* ACTIVITY:
Please output the lines shown below exactly as they appear.

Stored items
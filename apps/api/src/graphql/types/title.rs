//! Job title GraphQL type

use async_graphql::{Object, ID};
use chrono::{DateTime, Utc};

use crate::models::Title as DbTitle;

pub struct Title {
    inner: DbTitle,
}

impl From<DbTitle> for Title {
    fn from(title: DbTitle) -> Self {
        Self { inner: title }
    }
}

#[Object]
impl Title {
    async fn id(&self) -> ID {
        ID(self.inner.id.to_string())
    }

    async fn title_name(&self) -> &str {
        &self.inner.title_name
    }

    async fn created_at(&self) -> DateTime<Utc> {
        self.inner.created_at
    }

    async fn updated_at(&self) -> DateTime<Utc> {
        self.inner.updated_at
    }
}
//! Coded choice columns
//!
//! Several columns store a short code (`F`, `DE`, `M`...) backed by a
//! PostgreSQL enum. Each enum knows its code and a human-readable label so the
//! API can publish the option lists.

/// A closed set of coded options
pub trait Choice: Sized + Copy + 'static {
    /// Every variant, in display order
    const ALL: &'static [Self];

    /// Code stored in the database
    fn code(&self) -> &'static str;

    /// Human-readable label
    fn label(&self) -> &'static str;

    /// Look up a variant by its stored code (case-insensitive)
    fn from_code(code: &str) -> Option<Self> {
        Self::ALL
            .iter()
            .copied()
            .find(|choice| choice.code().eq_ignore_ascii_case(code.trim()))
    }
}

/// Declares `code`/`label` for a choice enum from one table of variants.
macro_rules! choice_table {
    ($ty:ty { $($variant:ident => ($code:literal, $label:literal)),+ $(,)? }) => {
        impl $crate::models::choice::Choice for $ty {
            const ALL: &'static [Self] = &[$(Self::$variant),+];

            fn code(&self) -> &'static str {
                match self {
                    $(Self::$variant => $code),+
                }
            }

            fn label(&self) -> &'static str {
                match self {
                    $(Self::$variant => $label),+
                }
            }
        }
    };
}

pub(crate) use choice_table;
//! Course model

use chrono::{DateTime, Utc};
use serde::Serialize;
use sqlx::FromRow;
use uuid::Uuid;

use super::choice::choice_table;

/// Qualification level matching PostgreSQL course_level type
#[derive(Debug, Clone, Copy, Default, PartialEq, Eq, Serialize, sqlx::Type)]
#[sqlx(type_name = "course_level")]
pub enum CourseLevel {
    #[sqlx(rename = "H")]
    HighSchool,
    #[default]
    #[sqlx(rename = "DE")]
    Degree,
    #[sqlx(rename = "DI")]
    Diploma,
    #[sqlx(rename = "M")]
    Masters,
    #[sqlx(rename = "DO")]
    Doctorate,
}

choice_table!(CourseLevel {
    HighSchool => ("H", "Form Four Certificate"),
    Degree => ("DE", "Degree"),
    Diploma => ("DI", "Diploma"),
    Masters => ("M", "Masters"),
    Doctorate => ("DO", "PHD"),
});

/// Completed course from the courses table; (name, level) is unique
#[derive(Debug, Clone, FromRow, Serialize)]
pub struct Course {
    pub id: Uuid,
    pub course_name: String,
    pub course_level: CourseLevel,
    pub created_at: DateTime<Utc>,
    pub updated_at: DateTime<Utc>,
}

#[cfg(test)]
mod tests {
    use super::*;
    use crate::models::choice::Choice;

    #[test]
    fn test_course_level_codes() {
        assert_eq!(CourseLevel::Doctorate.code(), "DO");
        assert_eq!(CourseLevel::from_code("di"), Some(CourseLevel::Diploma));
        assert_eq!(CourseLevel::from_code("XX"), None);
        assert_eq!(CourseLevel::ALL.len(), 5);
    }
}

* RESPONSE AREA:
filename apps/api/src/graphql/types/title.rs
//! Job title GraphQL type

use async_graphql::{Object, ID};
use chrono::{DateTime, Utc};

use crate::models::Title as DbTitle;

pub struct Title {
    inner: DbTitle,
}

impl From<DbTitle> for Title {
    fn from(title: DbTitle) -> Self {
        Self { inner: title }
    }
}

#[Object]
impl Title {
    async fn id(&self) -> ID {
        ID(self.inner.id.to_string())
    }

    async fn title_name(&self) -> &str {
        &self.inner.title_name
    }

    async fn created_at(&self) -> DateTime<Utc> {
        self.inner.created_at
    }

    async fn updated_at(&self) -> DateTime<Utc> {
        self.inner.updated_at
    }
}
//! Coded choice columns
//!
//! Several columns store a short code (`F`, `DE`, `M`...) backed by a
//! PostgreSQL enum. Each enum knows its code and a human-readable label so the
//! API can publish the option lists.

/// A closed set of coded options
pub trait Choice: Sized + Copy + 'static {
    /// Every variant, in display order
    const ALL: &'static [Self];

    /// Code stored in the database
    fn code(&self) -> &'static str;

    /// Human-readable label
    fn label(&self) -> &'static str;

    /// Look up a variant by its stored code (case-insensitive)
    fn from_code(code: &str) -> Option<Self> {
        Self::ALL
            .iter()
            .copied()
            .find(|choice| choice.code().eq_ignore_ascii_case(code.trim()))
    }
}

/// Declares `code`/`label` for a choice enum from one table of variants.
macro_rules! choice_table {
    ($ty:ty { $($variant:ident => ($code:literal, $label:literal)),+ $(,)? }) => {
        impl $crate::models::choice::Choice for $ty {
            const ALL: &'static [Self] = &[$(Self::$variant),+];

            fn code(&self) -> &'static str {
                match self {
                    $(Self::$variant => $code),+
                }
            }

            fn label(&self) -> &'static str {
                match self {
                    $(Self::$variant => $label),+
                }
            }
        }
    };
}

pub(crate) use choice_table;
//! Course model

use chrono::{DateTime, Utc};
use serde::Serialize;
use sqlx::FromRow;
use uuid::Uuid;

use super::choice::choice_table;

/// Qualification level matching PostgreSQL course_level type
#[derive(Debug, Clone, Copy, Default, PartialEq, Eq, Serialize, sqlx::Type)]
#[sqlx(type_name = "course_level")]
pub enum CourseLevel {
    #[sqlx(rename = "H")]
    HighSchool,
    #[default]
    #[sqlx(rename = "DE")]
    Degree,
    #[sqlx(rename = "DI")]
    Diploma,
    #[sqlx(rename = "M")]
    Masters,
    #[sqlx(rename = "DO")]
    Doctorate,
}

choice_table!(CourseLevel {
    HighSchool => ("H", "Form Four Certificate"),
    Degree => ("DE", "Degree"),
    Diploma => ("DI", "Diploma"),
    Masters => ("M", "Masters"),
    Doctorate => ("DO", "PHD"),
});

/// Completed course from the courses table; (name, level) is unique
#[derive(Debug, Clone, FromRow, Serialize)]
pub struct Course {
    pub id: Uuid,
    pub course_name: String,
    pub course_level: CourseLevel,
    pub created_at: DateTime<Utc>,
    pub updated_at: DateTime<Utc>,
}

#[cfg(test)]
mod tests {
    use super::*;
    use crate::models::choice::Choice;

    #[test]
    fn test_course_level_codes() {
        assert_eq!(CourseLevel::Doctorate.code(), "DO");
        assert_eq!(CourseLevel::from_code("di"), Some(CourseLevel::Diploma));
        assert_eq!(CourseLevel::from_code("XX"), None);
        assert_eq!(CourseLevel::ALL.len(), 5);
    }
}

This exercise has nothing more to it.